On peut presque regretter que l’équipe Chiesa se soit limitée à un pentesting réseau purement informatique. La périmétrie radio (télémétrie, services au sol, radars, systèmes de guidage et d’approche) de ce genre d’infrastructure est encore plus complexe et, par certains aspects, plus fragile compte tenu de l’évolution des techniques d’émission-réception depuis ces 20 dernières années. D’un point de vue purement binaire, la sécurité informatique des aéroports est préoccupante.

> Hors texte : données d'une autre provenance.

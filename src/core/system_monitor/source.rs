//! OS-metrics sources.
//!
//! Each metric family owns one source. Tests implement the traits to script
//! the data a family sees.

use std::process::Command;

use sysinfo::{
    Components, CpuRefreshKind, MemoryRefreshKind, Networks, ProcessRefreshKind,
    ProcessesToUpdate, RefreshKind, System, UpdateKind,
};

use super::metrics::{InterfaceCounters, ProcessRecord, RawSensorReading, LIVE_INPUT_SUFFIX};
use super::ps_parser::{parse_listing, ColumnLayout};
use crate::error::{DashError, Result};

pub trait NetworkSource: Send {
    /// Cumulative byte counters per interface
    fn interface_counters(&mut self) -> Result<Vec<InterfaceCounters>>;
}

pub trait ProcessSource: Send {
    /// Current process table. CPU% is per core (100 = one fully busy core).
    fn processes(&mut self) -> Result<Vec<ProcessRecord>>;

    /// Logical CPU count
    fn cpu_count(&self) -> usize;
}

pub trait SensorSource: Send {
    fn sensor_readings(&mut self) -> Result<Vec<RawSensorReading>>;
}

fn logical_cpu_count() -> usize {
    let system =
        System::new_with_specifics(RefreshKind::nothing().with_cpu(CpuRefreshKind::nothing()));
    system.cpus().len().max(1)
}

// ---------------------------------------------------------------------------
// sysinfo-backed sources
// ---------------------------------------------------------------------------

pub struct SysinfoNetworkSource {
    networks: Networks,
}

impl SysinfoNetworkSource {
    pub fn new() -> Self {
        Self {
            networks: Networks::new_with_refreshed_list(),
        }
    }
}

impl Default for SysinfoNetworkSource {
    fn default() -> Self {
        Self::new()
    }
}

impl NetworkSource for SysinfoNetworkSource {
    fn interface_counters(&mut self) -> Result<Vec<InterfaceCounters>> {
        self.networks.refresh(true);

        Ok(self
            .networks
            .iter()
            .map(|(name, data)| InterfaceCounters {
                name: name.to_string(),
                bytes_recv: data.total_received(),
                bytes_sent: data.total_transmitted(),
            })
            .collect())
    }
}

pub struct SysinfoProcessSource {
    system: System,
    cpu_count: usize,
}

impl SysinfoProcessSource {
    pub fn new() -> Self {
        let refresh_kind = RefreshKind::nothing()
            .with_cpu(CpuRefreshKind::nothing())
            .with_memory(MemoryRefreshKind::nothing().with_ram());

        let system = System::new_with_specifics(refresh_kind);
        let cpu_count = system.cpus().len().max(1);

        Self { system, cpu_count }
    }
}

impl Default for SysinfoProcessSource {
    fn default() -> Self {
        Self::new()
    }
}

impl ProcessSource for SysinfoProcessSource {
    fn processes(&mut self) -> Result<Vec<ProcessRecord>> {
        self.system
            .refresh_memory_specifics(MemoryRefreshKind::nothing().with_ram());
        self.system.refresh_processes_specifics(
            ProcessesToUpdate::All,
            true,
            ProcessRefreshKind::nothing()
                .with_cpu()
                .with_memory()
                .with_cmd(UpdateKind::OnlyIfNotSet),
        );

        let total_memory = self.system.total_memory();
        if total_memory == 0 {
            return Err(DashError::metric_collection("total memory reported as 0"));
        }

        Ok(self
            .system
            .processes()
            .values()
            .map(|proc| {
                let command_name = proc.name().to_string_lossy().to_string();
                let args: Vec<String> = proc
                    .cmd()
                    .iter()
                    .map(|arg| arg.to_string_lossy().to_string())
                    .collect();
                let full_command = if args.is_empty() {
                    format!("[{}]", command_name)
                } else {
                    args.join(" ")
                };

                ProcessRecord {
                    pid: proc.pid().as_u32(),
                    command_name,
                    full_command,
                    cpu_percent: proc.cpu_usage() as f64,
                    mem_percent: proc.memory() as f64 / total_memory as f64 * 100.0,
                }
            })
            .collect())
    }

    fn cpu_count(&self) -> usize {
        self.cpu_count
    }
}

pub struct SysinfoSensorSource {
    components: Components,
}

impl SysinfoSensorSource {
    pub fn new() -> Self {
        Self {
            components: Components::new_with_refreshed_list(),
        }
    }
}

impl Default for SysinfoSensorSource {
    fn default() -> Self {
        Self::new()
    }
}

impl SensorSource for SysinfoSensorSource {
    /// sysinfo exposes one component per sensor; it is expanded into the
    /// `<label>_input` / `_max` / `_crit` key scheme the sensor filter expects.
    fn sensor_readings(&mut self) -> Result<Vec<RawSensorReading>> {
        self.components.refresh(true);

        let mut readings = Vec::new();
        for component in self.components.iter() {
            let label = component.label().trim().replace(' ', "_");
            if let Some(temperature) = component.temperature() {
                readings.push(RawSensorReading {
                    key: format!("{}{}", label, LIVE_INPUT_SUFFIX),
                    temperature,
                });
            }
            if let Some(max) = component.max() {
                readings.push(RawSensorReading {
                    key: format!("{}_max", label),
                    temperature: max,
                });
            }
            if let Some(critical) = component.critical() {
                readings.push(RawSensorReading {
                    key: format!("{}_crit", label),
                    temperature: critical,
                });
            }
        }

        Ok(readings)
    }
}

// ---------------------------------------------------------------------------
// ps-backed process source
// ---------------------------------------------------------------------------

/// Process source that shells out to `ps` and parses its fixed-column output
pub struct PsProcessSource {
    layout: ColumnLayout,
    cpu_count: usize,
}

impl PsProcessSource {
    pub fn new(layout: ColumnLayout) -> Result<Self> {
        layout.validate()?;
        Ok(Self {
            layout,
            cpu_count: logical_cpu_count(),
        })
    }
}

impl ProcessSource for PsProcessSource {
    fn processes(&mut self) -> Result<Vec<ProcessRecord>> {
        let output = Command::new("ps")
            .arg("-axo")
            .arg(self.layout.ps_format())
            .output()?;

        if !output.status.success() {
            return Err(DashError::process_listing(format!(
                "ps exited with {}: {}",
                output.status,
                String::from_utf8_lossy(&output.stderr).trim()
            )));
        }

        Ok(parse_listing(
            &String::from_utf8_lossy(&output.stdout),
            &self.layout,
        ))
    }

    fn cpu_count(&self) -> usize {
        self.cpu_count
    }
}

Ajoutons à la liste des hacks « compréhensibles par tous » la présentation (en anglais) d’un jeune homme de 13 ans « perceur de coffre-fort », et accessoirement fils d’un spécialiste de la sécurité des systèmes bancaires… la pomme ne tombe jamais très près de l’arbre. Le challenge n’était pas évident : comment récupérer un téléphone portable ou une console de jeu confisquée par d’indignes parents et enfermés à double tour dans un coffre-fort à clavier ? La réponse est presque trop simple : en installant discrètement une petite caméra dans l’axe du clavier en question et en attendant qu’un des parents y accède, révélant ainsi la combinaison. Et c’est sous un tonnerre d’applaudissement et l’œil ému de son père que le jeune orateur terminait son « lightning talk », en affirmant haut et fort « I’m a hacker, not a thief ».